Ontem,
já no adiantado da noite, de regresso a casa ouvi, através do rádio do carro, na
Antena dois, Lídia Jorge afirmar que Fernão de Magalhães lutara contra várias
forças que se opunham à sua viagem contando-se entre elas a Igreja que à data,
no dizer da escritora, advogava que a Terra era plana. Fiquei siderado com a ignorância
demonstrada pela professora e escritora.
Bem sei
que Lídia Jorge não é professora de ciências, mas cursou filologia românica
pelo que estudou latim, literatura e os aspectos culturais dos Povos. Era suposto
que soubesse mais sobre a história da Igreja, determinante na vida e cultura europeias,
e a sua acção em prol da Ciência desde logo com a fundação da Universidade. Ficou-me,
no entanto, a dúvida se o erro crasso se devia a ignorância se ao preconceito
se a ambos.
A esfericidade
da Terra está estabelecida desde, pelo menos, o tempo dos gregos, tendo
Aristóteles, sábio que a Igreja sempre prezou e divulgou, referido o globo
terrestre no seu tratado “Sobre o Céu”. Erastóstenes (276 aC-194 aC) chegou
mesmo a calcular a sua circunferência que se provou estar muito próxima à
calculada pelos modernos instrumentos da nossa tecnologia. Estrabão, um
geógrafo grego, chegou a afirmar que um navegador poderia chegar à Índia saindo
de Espanha e navegando para Oeste em uma semana! Santo Ambrósio e Santo Agostinho
referem-se à esfera terrestre e o monge cristão Cassiodoro obrigava os monges à
leitura de Ptolomeu com as suas considerações sobre a esfericidade da Terra. Tudo
isto antes do ano 1000 da nossa era. Depois veio Bacon, Alberto Magno e João de
Sacrobosco que escreveu o “Tratado da Esfera”. Cristóvão Colombo acabou por ler
isto tudo no conjunto de tratados sobre a esfericidade da Terra escrito pelo cardeal
Pierre d’Ailly (que afirmava a rotação da Terra antes de Copérnico). Portanto não
só a Igreja acreditava na esfericidade da Terra desde o tempo dos seus
primeiros pensadores como essa crença influenciou e levou à viagem de Colombo. E
aqui demonstra Lídia Jorge a sua grande ignorância quando fala sobre o assunto.

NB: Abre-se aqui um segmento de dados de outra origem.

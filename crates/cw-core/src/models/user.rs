//! User model.

use super::null_as_default;
use crate::gateway::{Entity, EntityKind};
use serde::{Deserialize, Serialize};
use std::fmt;
use std::str::FromStr;

/// Role of a user within the organization.
#[derive(Debug, Clone, Copy, PartialEq, Eq, Hash, Default, Serialize, Deserialize)]
#[serde(rename_all = "snake_case")]
pub enum Role {
    /// Full access, including team management and integrity tooling.
    Admin,
    /// Leads one or more teams.
    Leader,
    /// Regular member executing routines.
    #[default]
    Member,
}

impl Role {
    /// Returns the role name as a string.
    pub fn as_str(&self) -> &'static str {
        match self {
            Role::Admin => "admin",
            Role::Leader => "leader",
            Role::Member => "member",
        }
    }
}

impl fmt::Display for Role {
    fn fmt(&self, f: &mut fmt::Formatter<'_>) -> fmt::Result {
        write!(f, "{}", self.as_str())
    }
}

impl FromStr for Role {
    type Err = String;

    fn from_str(s: &str) -> Result<Self, Self::Err> {
        match s.to_lowercase().as_str() {
            "admin" => Ok(Role::Admin),
            "leader" => Ok(Role::Leader),
            "member" | "user" => Ok(Role::Member),
            _ => Err(format!("Invalid role: {}", s)),
        }
    }
}

/// Subscription tier of a user.
#[derive(
    Debug, Clone, Copy, PartialEq, Eq, PartialOrd, Ord, Hash, Default, Serialize, Deserialize,
)]
#[serde(rename_all = "snake_case")]
pub enum Tier {
    #[default]
    Free,
    Pro,
    ProPlus,
}

impl Tier {
    /// Returns the tier name as a string.
    pub fn as_str(&self) -> &'static str {
        match self {
            Tier::Free => "free",
            Tier::Pro => "pro",
            Tier::ProPlus => "pro_plus",
        }
    }

    /// Returns every tier, lowest first.
    pub fn all() -> [Tier; 3] {
        [Tier::Free, Tier::Pro, Tier::ProPlus]
    }
}

impl fmt::Display for Tier {
    fn fmt(&self, f: &mut fmt::Formatter<'_>) -> fmt::Result {
        write!(f, "{}", self.as_str())
    }
}

impl FromStr for Tier {
    type Err = String;

    fn from_str(s: &str) -> Result<Self, Self::Err> {
        match s.to_lowercase().replace('-', "_").as_str() {
            "free" => Ok(Tier::Free),
            "pro" => Ok(Tier::Pro),
            "pro_plus" | "proplus" => Ok(Tier::ProPlus),
            _ => Err(format!("Invalid tier: {}", s)),
        }
    }
}

/// Account status set by admin actions.
#[derive(Debug, Clone, Copy, PartialEq, Eq, Default, Serialize, Deserialize)]
#[serde(rename_all = "snake_case")]
pub enum UserStatus {
    #[default]
    Active,
    Suspended,
}

/// A dashboard user.
#[derive(Debug, Clone, PartialEq, Serialize, Deserialize)]
pub struct User {
    /// Unique identifier assigned by the entity store.
    pub id: String,
    /// Email address, unique across users. Routines reference users by email.
    pub email: String,
    /// Display name.
    #[serde(default, skip_serializing_if = "Option::is_none")]
    pub full_name: Option<String>,
    /// Teams this user belongs to.
    #[serde(default, deserialize_with = "null_as_default")]
    pub team_ids: Vec<String>,
    #[serde(default, deserialize_with = "null_as_default")]
    pub role: Role,
    #[serde(default, deserialize_with = "null_as_default")]
    pub tier: Tier,
    #[serde(default, deserialize_with = "null_as_default")]
    pub status: UserStatus,
}

impl User {
    /// Creates an active member on the free tier.
    pub fn new(id: impl Into<String>, email: impl Into<String>) -> Self {
        Self {
            id: id.into(),
            email: email.into(),
            full_name: None,
            team_ids: Vec::new(),
            role: Role::Member,
            tier: Tier::Free,
            status: UserStatus::Active,
        }
    }

    /// Sets the team memberships.
    pub fn with_teams<I, S>(mut self, team_ids: I) -> Self
    where
        I: IntoIterator<Item = S>,
        S: Into<String>,
    {
        self.team_ids = team_ids.into_iter().map(Into::into).collect();
        self
    }

    /// Sets the subscription tier.
    pub fn with_tier(mut self, tier: Tier) -> Self {
        self.tier = tier;
        self
    }

    /// Sets the role.
    pub fn with_role(mut self, role: Role) -> Self {
        self.role = role;
        self
    }
}

/// Partial update for a user.
#[derive(Debug, Clone, Default, PartialEq, Serialize, Deserialize)]
pub struct UserPatch {
    #[serde(skip_serializing_if = "Option::is_none")]
    pub full_name: Option<String>,
    #[serde(skip_serializing_if = "Option::is_none")]
    pub team_ids: Option<Vec<String>>,
    #[serde(skip_serializing_if = "Option::is_none")]
    pub role: Option<Role>,
    #[serde(skip_serializing_if = "Option::is_none")]
    pub tier: Option<Tier>,
    #[serde(skip_serializing_if = "Option::is_none")]
    pub status: Option<UserStatus>,
}

impl Entity for User {
    type Patch = UserPatch;
    const KIND: EntityKind = EntityKind::User;

    fn id(&self) -> &str {
        &self.id
    }

    fn set_id(&mut self, id: String) {
        self.id = id;
    }

    fn apply_patch(&mut self, patch: &UserPatch) {
        if let Some(full_name) = &patch.full_name {
            self.full_name = Some(full_name.clone());
        }
        if let Some(team_ids) = &patch.team_ids {
            self.team_ids = team_ids.clone();
        }
        if let Some(role) = patch.role {
            self.role = role;
        }
        if let Some(tier) = patch.tier {
            self.tier = tier;
        }
        if let Some(status) = patch.status {
            self.status = status;
        }
    }
}

#[cfg(test)]
mod tests {
    use super::*;

    #[test]
    fn test_tier_parsing() {
        assert_eq!("pro_plus".parse::<Tier>().unwrap(), Tier::ProPlus);
        assert_eq!("Pro-Plus".parse::<Tier>().unwrap(), Tier::ProPlus);
        assert_eq!("free".parse::<Tier>().unwrap(), Tier::Free);
        assert!("gold".parse::<Tier>().is_err());
    }

    #[test]
    fn test_tier_serialization() {
        let json = serde_json::to_string(&Tier::ProPlus).unwrap();
        assert_eq!(json, "\"pro_plus\"");
    }

    #[test]
    fn test_user_deserializes_without_optional_fields() {
        let user: User = serde_json::from_str(r#"{"id": "u1", "email": "a@x.com"}"#).unwrap();
        assert!(user.team_ids.is_empty());
        assert_eq!(user.role, Role::Member);
        assert_eq!(user.tier, Tier::Free);
        assert_eq!(user.status, UserStatus::Active);
    }

    #[test]
    fn test_user_deserializes_null_fields_as_defaults() {
        let user: User = serde_json::from_str(
            r#"{"id": "u1", "email": "a@x.com", "team_ids": null, "role": null, "tier": null, "status": null}"#,
        )
        .unwrap();
        assert!(user.team_ids.is_empty());
        assert_eq!(user.role, Role::Member);
        assert_eq!(user.tier, Tier::Free);
        assert_eq!(user.status, UserStatus::Active);
    }

    #[test]
    fn test_apply_patch_only_touches_set_fields() {
        let mut user = User::new("u1", "a@x.com").with_teams(["t1", "t2"]);
        user.apply_patch(&UserPatch {
            team_ids: Some(vec!["t1".to_string()]),
            ..Default::default()
        });

        assert_eq!(user.team_ids, vec!["t1".to_string()]);
        assert_eq!(user.email, "a@x.com");
        assert_eq!(user.tier, Tier::Free);
    }
}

É que se dúvidas pudesse haver sobre a esfericidade da Terra elas
colocar-se-iam antes da viagem de Colombo e nunca antes da viagem de Magalhães
trinta anos depois.
Se Lídia
Jorge, por preconceito ou outro motivo qualquer, não se interessa pela história
da Igreja, podia ao menos ter tentado perceber por que razão Carlos Magno, “devoto
defensor e humilde servo da Santa Igreja”, usou no século IX como símbolo do
seu poder sobre a Terra, um globo esférico encimado por uma cruz.